Saved entries
Content starts

//! Typed runtime option registry.
//!
//! Feature modules (request method, redirect limits, TLS verification, ...)
//! each define their own option kind and store it in an [`OptionRegistry`]
//! without the registry knowing the full set of kinds in advance.
//!
//! - [`TaggedValue`] is the storage cell: absent, an unsigned size, or owned text
//! - [`RegistryOption`] is the contract an option kind implements; [`option!`]
//!   declares one
//! - [`OptionRegistry`] stores one [`Entry`] per kind with typed
//!   `set`/`get`/`clear` and a merging `set_all`
//! - [`Catalog`] indexes declared options by config key for the untyped paths
//!   in [`parse`] and [`config`]
//!
//! Option identity is the option's Rust type ([`OptionId`]), so independently
//! written modules cannot collide on identifiers. Config keys can still
//! collide; [`Catalog`] rejects that when it is built.

mod catalog;
pub mod config;
mod entry;
mod error;
mod id;
mod macros;
mod option;
pub mod parse;
mod registry;
mod value;

pub use catalog::{Catalog, OptionDecl, OptionValidator};
pub use config::ConfigError;
pub use entry::Entry;
pub use error::{CatalogError, OptionError};
pub use id::OptionId;
pub use option::{OptionShape, RegistryOption};
pub use registry::OptionRegistry;
pub use value::{ShapeError, TaggedValue, ValueShape};

#[doc(hidden)]
pub use inventory;

#[cfg(test)]
mod testing;
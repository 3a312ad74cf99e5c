//! Storage cell for a single option value.
//!
//! Every option kind maps onto one of two underlying shapes: an unsigned size
//! or an owned text buffer. [`TaggedValue`] holds exactly one of them (or
//! nothing). Dropping or reassigning a cell releases the text buffer through
//! the enum's own drop glue, so no payload is ever live alongside another.

use std::collections::TryReserveError;
use std::fmt;


/// The two underlying shapes an option value can take.
#[derive(Debug, Clone, Copy, PartialEq, Eq, Hash)]
pub enum ValueShape {
	/// Unsigned size value.
	Size,
	/// Owned text value.
	Text,
}

impl ValueShape {
	/// Returns the type name used in diagnostics.
	pub fn type_name(self) -> &'static str {
		match self {
			ValueShape::Size => "size",
			ValueShape::Text => "text",
		}
	}
}

impl fmt::Display for ValueShape {
	fn fmt(&self, f: &mut fmt::Formatter<'_>) -> fmt::Result {
		f.write_str(self.type_name())
	}
}

/// A checked accessor asked for a shape the cell does not hold.
#[derive(Debug, Clone, Copy, PartialEq, Eq, thiserror::Error)]
#[error("wrong value shape: expected {expected}, found {found}")]
pub struct ShapeError {
	/// Shape the caller asked for.
	pub expected: ValueShape,
	/// Type name of the shape actually stored (`"absent"` for an empty cell).
	pub found: &'static str,
}

/// The value of an option, as stored in the registry.
#[derive(Debug, Default, PartialEq, Eq)]
pub enum TaggedValue {
	/// No value.
	#[default]
	Absent,
	/// Unsigned size value.
	Size(u64),
	/// Owned text value.
	Text(String),
}

impl TaggedValue {
	/// Creates an empty cell.
	pub const fn new() -> Self {
		TaggedValue::Absent
	}

	/// Returns the active shape, or `None` for an empty cell.
	pub fn shape(&self) -> Option<ValueShape> {
		match self {
			TaggedValue::Absent => None,
			TaggedValue::Size(_) => Some(ValueShape::Size),
			TaggedValue::Text(_) => Some(ValueShape::Text),
		}
	}

	/// Returns `true` if the cell holds no value.
	pub fn is_absent(&self) -> bool {
		matches!(self, TaggedValue::Absent)
	}

	/// Returns the type name of the active shape.
	pub fn type_name(&self) -> &'static str {
		self.shape().map_or("absent", ValueShape::type_name)
	}

	/// Returns true if the active shape is `shape`.
	pub fn matches_shape(&self, shape: ValueShape) -> bool {
		self.shape() == Some(shape)
	}

	/// Returns the size payload.
	pub fn size_value(&self) -> Result<u64, ShapeError> {
		match self {
			TaggedValue::Size(v) => Ok(*v),
			_ => Err(self.mismatch(ValueShape::Size)),
		}
	}

	/// Returns the text payload.
	pub fn text_value(&self) -> Result<&str, ShapeError> {
		match self {
			TaggedValue::Text(v) => Ok(v),
			_ => Err(self.mismatch(ValueShape::Text)),
		}
	}

	/// Moves the value out, leaving the cell [`Absent`](TaggedValue::Absent).
	pub fn take(&mut self) -> TaggedValue {
		std::mem::take(self)
	}

	/// Replaces the value with a size, releasing any text buffer first.
	pub fn assign_size(&mut self, v: u64) {
		*self = TaggedValue::Size(v);
	}

	/// Replaces the value with a copy of `v`.
	///
	/// An existing text buffer is overwritten in place so its allocation is
	/// reused when large enough.
	pub fn assign_text(&mut self, v: &str) {
		match self {
			TaggedValue::Text(buf) => {
				buf.clear();
				buf.push_str(v);
			}
			_ => *self = TaggedValue::Text(v.to_owned()),
		}
	}

	/// Replaces the value with `v`, taking ownership of its buffer.
	pub fn assign_text_owned(&mut self, v: String) {
		*self = TaggedValue::Text(v);
	}

	/// Like [`assign_text`](Self::assign_text), but reports allocation failure
	/// instead of aborting.
	///
	/// On failure the cell is left unchanged.
	pub fn try_assign_text(&mut self, v: &str) -> Result<(), TryReserveError> {
		match self {
			TaggedValue::Text(buf) => {
				if buf.capacity() < v.len() {
					buf.try_reserve_exact(v.len() - buf.len())?;
				}
				buf.clear();
				buf.push_str(v);
			}
			_ => {
				let mut buf = String::new();
				buf.try_reserve_exact(v.len())?;
				buf.push_str(v);
				*self = TaggedValue::Text(buf);
			}
		}
		Ok(())
	}

	fn mismatch(&self, expected: ValueShape) -> ShapeError {
		ShapeError {
			expected,
			found: self.type_name(),
		}
	}
}

impl Clone for TaggedValue {
	fn clone(&self) -> Self {
		match self {
			TaggedValue::Absent => TaggedValue::Absent,
			TaggedValue::Size(v) => TaggedValue::Size(*v),
			TaggedValue::Text(v) => TaggedValue::Text(v.clone()),
		}
	}

	fn clone_from(&mut self, source: &Self) {
		match source {
			TaggedValue::Text(v) => self.assign_text(v),
			_ => *self = source.clone(),
		}
	}
}

impl From<u64> for TaggedValue {
	fn from(v: u64) -> Self {
		TaggedValue::Size(v)
	}
}

impl From<String> for TaggedValue {
	fn from(v: String) -> Self {
		TaggedValue::Text(v)
	}
}

impl From<&str> for TaggedValue {
	fn from(v: &str) -> Self {
		TaggedValue::Text(v.to_owned())
	}
}

impl fmt::Display for TaggedValue {
	fn fmt(&self, f: &mut fmt::Formatter<'_>) -> fmt::Result {
		match self {
			TaggedValue::Absent => f.write_str("<absent>"),
			TaggedValue::Size(v) => write!(f, "{v}"),
			TaggedValue::Text(v) => write!(f, "{v:?}"),
		}
	}
}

Content ends

The line containing "fn from(v: u64)" and every line after it, through the last one above, should be written out word for word.

* [Solution to the problem]:
	fn from(v: u64) -> Self {
		TaggedValue::Size(v)
	}
}

impl From<String> for TaggedValue {
	fn from(v: String) -> Self {
		TaggedValue::Text(v)
	}
}

impl From<&str> for TaggedValue {
	fn from(v: &str) -> Self {
		TaggedValue::Text(v.to_owned())
	}
}

impl fmt::Display for TaggedValue {
	fn fmt(&self, f: &mut fmt::Formatter<'_>) -> fmt::Result {
		match self {
			TaggedValue::Absent => f.write_str("<absent>"),
			TaggedValue::Size(v) => write!(f, "{v}"),
			TaggedValue::Text(v) => write!(f, "{v:?}"),
		}
	}
}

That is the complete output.